Task description ▸ Search the records for the string "crate", then copy each line that has it.

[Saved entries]
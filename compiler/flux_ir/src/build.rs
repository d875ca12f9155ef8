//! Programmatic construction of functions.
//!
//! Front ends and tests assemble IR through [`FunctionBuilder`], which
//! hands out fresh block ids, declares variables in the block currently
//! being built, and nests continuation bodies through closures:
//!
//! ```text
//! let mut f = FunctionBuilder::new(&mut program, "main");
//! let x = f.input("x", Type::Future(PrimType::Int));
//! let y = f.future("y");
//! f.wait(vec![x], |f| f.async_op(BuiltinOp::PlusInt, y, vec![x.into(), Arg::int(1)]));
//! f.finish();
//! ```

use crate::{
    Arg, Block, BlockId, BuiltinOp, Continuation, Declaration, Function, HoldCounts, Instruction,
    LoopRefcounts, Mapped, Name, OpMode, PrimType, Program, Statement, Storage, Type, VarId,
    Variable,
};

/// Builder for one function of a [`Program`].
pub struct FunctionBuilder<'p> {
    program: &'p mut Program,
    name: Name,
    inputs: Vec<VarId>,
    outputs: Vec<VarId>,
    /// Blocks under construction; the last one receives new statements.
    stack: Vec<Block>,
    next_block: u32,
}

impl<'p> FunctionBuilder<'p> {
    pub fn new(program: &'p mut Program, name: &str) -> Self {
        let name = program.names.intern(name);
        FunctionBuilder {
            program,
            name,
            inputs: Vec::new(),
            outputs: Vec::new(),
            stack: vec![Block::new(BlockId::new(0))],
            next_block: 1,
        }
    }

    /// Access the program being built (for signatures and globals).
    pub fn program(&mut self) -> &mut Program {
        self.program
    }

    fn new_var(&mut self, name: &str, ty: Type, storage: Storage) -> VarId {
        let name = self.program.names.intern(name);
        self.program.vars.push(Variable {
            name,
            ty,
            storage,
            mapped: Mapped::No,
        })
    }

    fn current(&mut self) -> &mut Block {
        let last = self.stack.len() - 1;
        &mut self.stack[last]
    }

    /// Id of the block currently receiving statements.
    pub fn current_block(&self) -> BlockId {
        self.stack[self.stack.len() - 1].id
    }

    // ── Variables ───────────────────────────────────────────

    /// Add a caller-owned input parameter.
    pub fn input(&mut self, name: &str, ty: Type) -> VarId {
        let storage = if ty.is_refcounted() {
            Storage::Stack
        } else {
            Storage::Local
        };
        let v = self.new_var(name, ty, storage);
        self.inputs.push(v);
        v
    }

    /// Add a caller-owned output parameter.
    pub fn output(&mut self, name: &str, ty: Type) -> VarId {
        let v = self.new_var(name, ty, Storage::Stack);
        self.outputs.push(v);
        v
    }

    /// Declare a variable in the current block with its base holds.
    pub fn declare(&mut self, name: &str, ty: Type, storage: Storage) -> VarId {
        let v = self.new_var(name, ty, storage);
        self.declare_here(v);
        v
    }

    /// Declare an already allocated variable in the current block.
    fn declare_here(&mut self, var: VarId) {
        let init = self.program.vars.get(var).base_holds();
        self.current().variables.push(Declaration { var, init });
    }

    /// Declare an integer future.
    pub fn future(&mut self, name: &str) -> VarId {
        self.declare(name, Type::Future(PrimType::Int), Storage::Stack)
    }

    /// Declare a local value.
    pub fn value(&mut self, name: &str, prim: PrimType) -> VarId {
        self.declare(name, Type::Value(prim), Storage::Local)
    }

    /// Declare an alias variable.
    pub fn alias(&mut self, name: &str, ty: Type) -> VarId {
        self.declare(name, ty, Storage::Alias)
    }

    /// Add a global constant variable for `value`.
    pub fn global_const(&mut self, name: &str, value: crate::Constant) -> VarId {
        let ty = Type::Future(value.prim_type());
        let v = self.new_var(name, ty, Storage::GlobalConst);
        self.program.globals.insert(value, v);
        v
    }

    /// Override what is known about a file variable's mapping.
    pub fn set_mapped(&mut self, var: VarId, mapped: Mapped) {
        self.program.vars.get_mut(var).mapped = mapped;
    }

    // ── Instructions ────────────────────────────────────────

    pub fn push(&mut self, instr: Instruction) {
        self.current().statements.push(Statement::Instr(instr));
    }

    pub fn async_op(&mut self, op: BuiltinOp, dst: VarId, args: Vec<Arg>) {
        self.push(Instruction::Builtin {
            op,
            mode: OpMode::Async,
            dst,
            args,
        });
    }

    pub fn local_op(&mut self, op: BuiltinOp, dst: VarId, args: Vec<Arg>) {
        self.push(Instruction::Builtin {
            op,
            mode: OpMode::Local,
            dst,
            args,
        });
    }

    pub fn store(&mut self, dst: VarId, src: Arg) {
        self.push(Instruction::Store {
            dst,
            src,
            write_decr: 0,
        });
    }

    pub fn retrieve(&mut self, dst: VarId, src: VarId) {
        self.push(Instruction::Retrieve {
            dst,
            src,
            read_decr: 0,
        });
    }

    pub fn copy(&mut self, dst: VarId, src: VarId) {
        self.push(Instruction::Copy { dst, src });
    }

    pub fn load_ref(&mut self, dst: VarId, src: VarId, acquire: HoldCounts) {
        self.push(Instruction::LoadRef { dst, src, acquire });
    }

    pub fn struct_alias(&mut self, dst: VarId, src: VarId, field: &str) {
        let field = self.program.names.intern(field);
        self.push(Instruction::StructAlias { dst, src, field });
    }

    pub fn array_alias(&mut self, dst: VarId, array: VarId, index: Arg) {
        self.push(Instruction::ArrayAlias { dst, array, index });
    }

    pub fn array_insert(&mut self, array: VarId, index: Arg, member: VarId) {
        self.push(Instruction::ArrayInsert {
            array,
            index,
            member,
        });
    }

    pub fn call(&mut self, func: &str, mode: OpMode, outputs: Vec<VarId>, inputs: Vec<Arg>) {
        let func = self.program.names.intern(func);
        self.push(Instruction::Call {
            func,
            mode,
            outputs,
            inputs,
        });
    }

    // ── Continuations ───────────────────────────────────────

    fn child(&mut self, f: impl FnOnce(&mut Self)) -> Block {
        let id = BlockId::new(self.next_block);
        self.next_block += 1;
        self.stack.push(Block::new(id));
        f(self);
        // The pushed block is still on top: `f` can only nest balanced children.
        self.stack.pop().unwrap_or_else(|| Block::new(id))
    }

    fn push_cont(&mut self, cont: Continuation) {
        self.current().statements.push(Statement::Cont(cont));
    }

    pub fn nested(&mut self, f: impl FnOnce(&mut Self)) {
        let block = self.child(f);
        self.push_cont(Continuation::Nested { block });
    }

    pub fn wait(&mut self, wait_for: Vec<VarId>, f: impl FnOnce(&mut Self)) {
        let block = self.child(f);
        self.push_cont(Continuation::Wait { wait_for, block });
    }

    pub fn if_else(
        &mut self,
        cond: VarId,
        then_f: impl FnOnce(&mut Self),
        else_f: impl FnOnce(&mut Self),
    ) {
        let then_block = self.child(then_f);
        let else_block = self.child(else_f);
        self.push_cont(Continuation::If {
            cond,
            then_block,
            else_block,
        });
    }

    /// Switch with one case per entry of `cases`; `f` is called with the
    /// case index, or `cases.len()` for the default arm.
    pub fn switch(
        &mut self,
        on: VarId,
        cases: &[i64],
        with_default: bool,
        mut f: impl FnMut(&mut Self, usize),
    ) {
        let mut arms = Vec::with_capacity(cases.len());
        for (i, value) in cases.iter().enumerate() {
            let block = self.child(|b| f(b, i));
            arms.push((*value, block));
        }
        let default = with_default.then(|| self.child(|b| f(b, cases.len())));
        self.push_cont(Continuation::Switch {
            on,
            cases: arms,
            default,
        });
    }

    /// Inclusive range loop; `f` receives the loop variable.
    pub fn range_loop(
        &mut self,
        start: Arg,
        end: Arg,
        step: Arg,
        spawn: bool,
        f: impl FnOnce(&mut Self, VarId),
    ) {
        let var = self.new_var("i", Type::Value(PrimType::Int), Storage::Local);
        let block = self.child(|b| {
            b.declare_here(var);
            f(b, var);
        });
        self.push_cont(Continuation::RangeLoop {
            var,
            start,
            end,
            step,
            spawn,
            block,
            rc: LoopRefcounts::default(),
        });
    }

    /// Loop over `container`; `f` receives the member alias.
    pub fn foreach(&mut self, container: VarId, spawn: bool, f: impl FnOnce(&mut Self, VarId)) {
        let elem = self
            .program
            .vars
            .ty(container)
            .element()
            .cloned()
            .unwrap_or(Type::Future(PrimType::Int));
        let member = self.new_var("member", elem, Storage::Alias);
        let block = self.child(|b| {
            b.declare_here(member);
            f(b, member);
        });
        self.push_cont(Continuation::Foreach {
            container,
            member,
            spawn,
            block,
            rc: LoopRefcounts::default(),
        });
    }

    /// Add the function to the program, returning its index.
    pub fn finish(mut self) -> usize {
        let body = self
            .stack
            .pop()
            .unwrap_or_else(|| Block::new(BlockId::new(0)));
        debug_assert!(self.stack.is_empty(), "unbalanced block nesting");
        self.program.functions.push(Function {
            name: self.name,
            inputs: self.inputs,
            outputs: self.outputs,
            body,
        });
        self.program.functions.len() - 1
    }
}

Task result ▸
use crate::{
    pub fn global_const(&mut self, name: &str, value: crate::Constant) -> VarId {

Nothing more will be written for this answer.